Because unconfirmed transactions have no permanent status in Bitcoin, Bitcoin Core stores them in non-persistent memory, calling them a memory pool or mempool. When a peer shuts down, its memory pool is lost except for any transactions stored by its wallet. This means that never-mined unconfirmed transactions tend to slowly disappear from the network as peers restart or as they purge some transactions to make room in memory for others.
Transactions which are mined into blocks that later become stale blocks may be added back into the memory pool. These re-added transactions may be re-removed from the pool almost immediately if the replacement blocks include them. This is the case in Bitcoin Core, which removes stale blocks from the chain one by one, starting with the tip (highest block). As each block is removed, its transactions are added back to the memory pool. After all of the stale blocks are removed, the replacement blocks are added to the chain one by one, ending with the new tip. As each block is added, any transactions it confirms are removed from the memory pool.

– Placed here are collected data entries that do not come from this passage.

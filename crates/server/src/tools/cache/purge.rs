//! cache_purge tool implementation.
//!
//! Purges entries of one store by domain or count, or drops the store.

use folio_core::Error;
use rmcp::{ErrorData as McpError, model::CallToolResult};
use schemars::JsonSchema;
use serde::{Deserialize, Serialize};

use crate::tools::{WorkerHost, json_result};

/// Parameters for the cache_purge tool.
#[derive(Debug, Clone, Default, Serialize, Deserialize, JsonSchema)]
pub struct CachePurgeParams {
    /// Store to purge (default: the active version's store).
    #[serde(default)]
    pub store: Option<String>,

    /// Purge entries whose URL contains this domain.
    #[serde(default)]
    pub domain: Option<String>,

    /// Keep only the newest N entries.
    #[serde(default)]
    pub max_entries: Option<usize>,

    /// Delete the whole store.
    #[serde(default)]
    pub drop_store: bool,
}

/// Output from the cache_purge tool.
#[derive(Debug, Clone, Serialize, Deserialize)]
pub struct CachePurgeOutput {
    pub store: String,
    /// Number of entries deleted.
    pub deleted: u64,
}

/// Implementation of the cache_purge tool.
pub async fn purge_impl(host: &WorkerHost, params: CachePurgeParams) -> Result<CallToolResult, McpError> {
    if params.domain.is_none() && params.max_entries.is_none() && !params.drop_store {
        return Err(
            Error::InvalidInput("At least one of domain, max_entries, or drop_store must be specified".to_string()).into(),
        );
    }

    let store = match params.store {
        Some(store) => store,
        None => host.current_store().await,
    };

    let mut deleted = 0u64;

    if params.drop_store {
        deleted += host.cache.delete_store(&store).await?;
    } else {
        if let Some(domain) = &params.domain {
            deleted += host.cache.purge_entries_by_domain(&store, domain).await?;
        }
        if let Some(max_entries) = params.max_entries {
            deleted += host.cache.purge_lru_entries(&store, max_entries).await?;
        }
    }

    tracing::info!(store = %store, deleted, "cache purged");
    json_result(&CachePurgeOutput { store, deleted })
}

SPV clients don’t have a memory pool for the same reason they don’t relay transactions. They can’t independently verify that a transaction hasn’t yet been included in a block and that it only spends UTXOs, so they can’t know which transactions are eligible to be included in the next block.
Take note that for both types of broadcasting, mechanisms are in place to punish misbehaving peers who take up bandwidth and computing resources by sending false information. If a peer gets a banscore above the -banscore=<n>
threshold, he will be banned for the number of seconds defined by -bantime=<n>
, which is 86,400 by default (24 hours).
In case of a bug or attack,
the Bitcoin Core developers provide a
Bitcoin alert service with an RSS feed
and users of Bitcoin Core can check the error field of the getinfo
RPC
results to get currently active alerts for their specific version of
Bitcoin Core.
These messages are aggressively broadcast using the alert
message, being sent to each peer upon connect for the duration of the alert.
These messages are signed by a specific ECDSA private key that only a small number of developers control.
Resource: More details about the structure of messages and a complete list of message types can be found in the P2P reference section.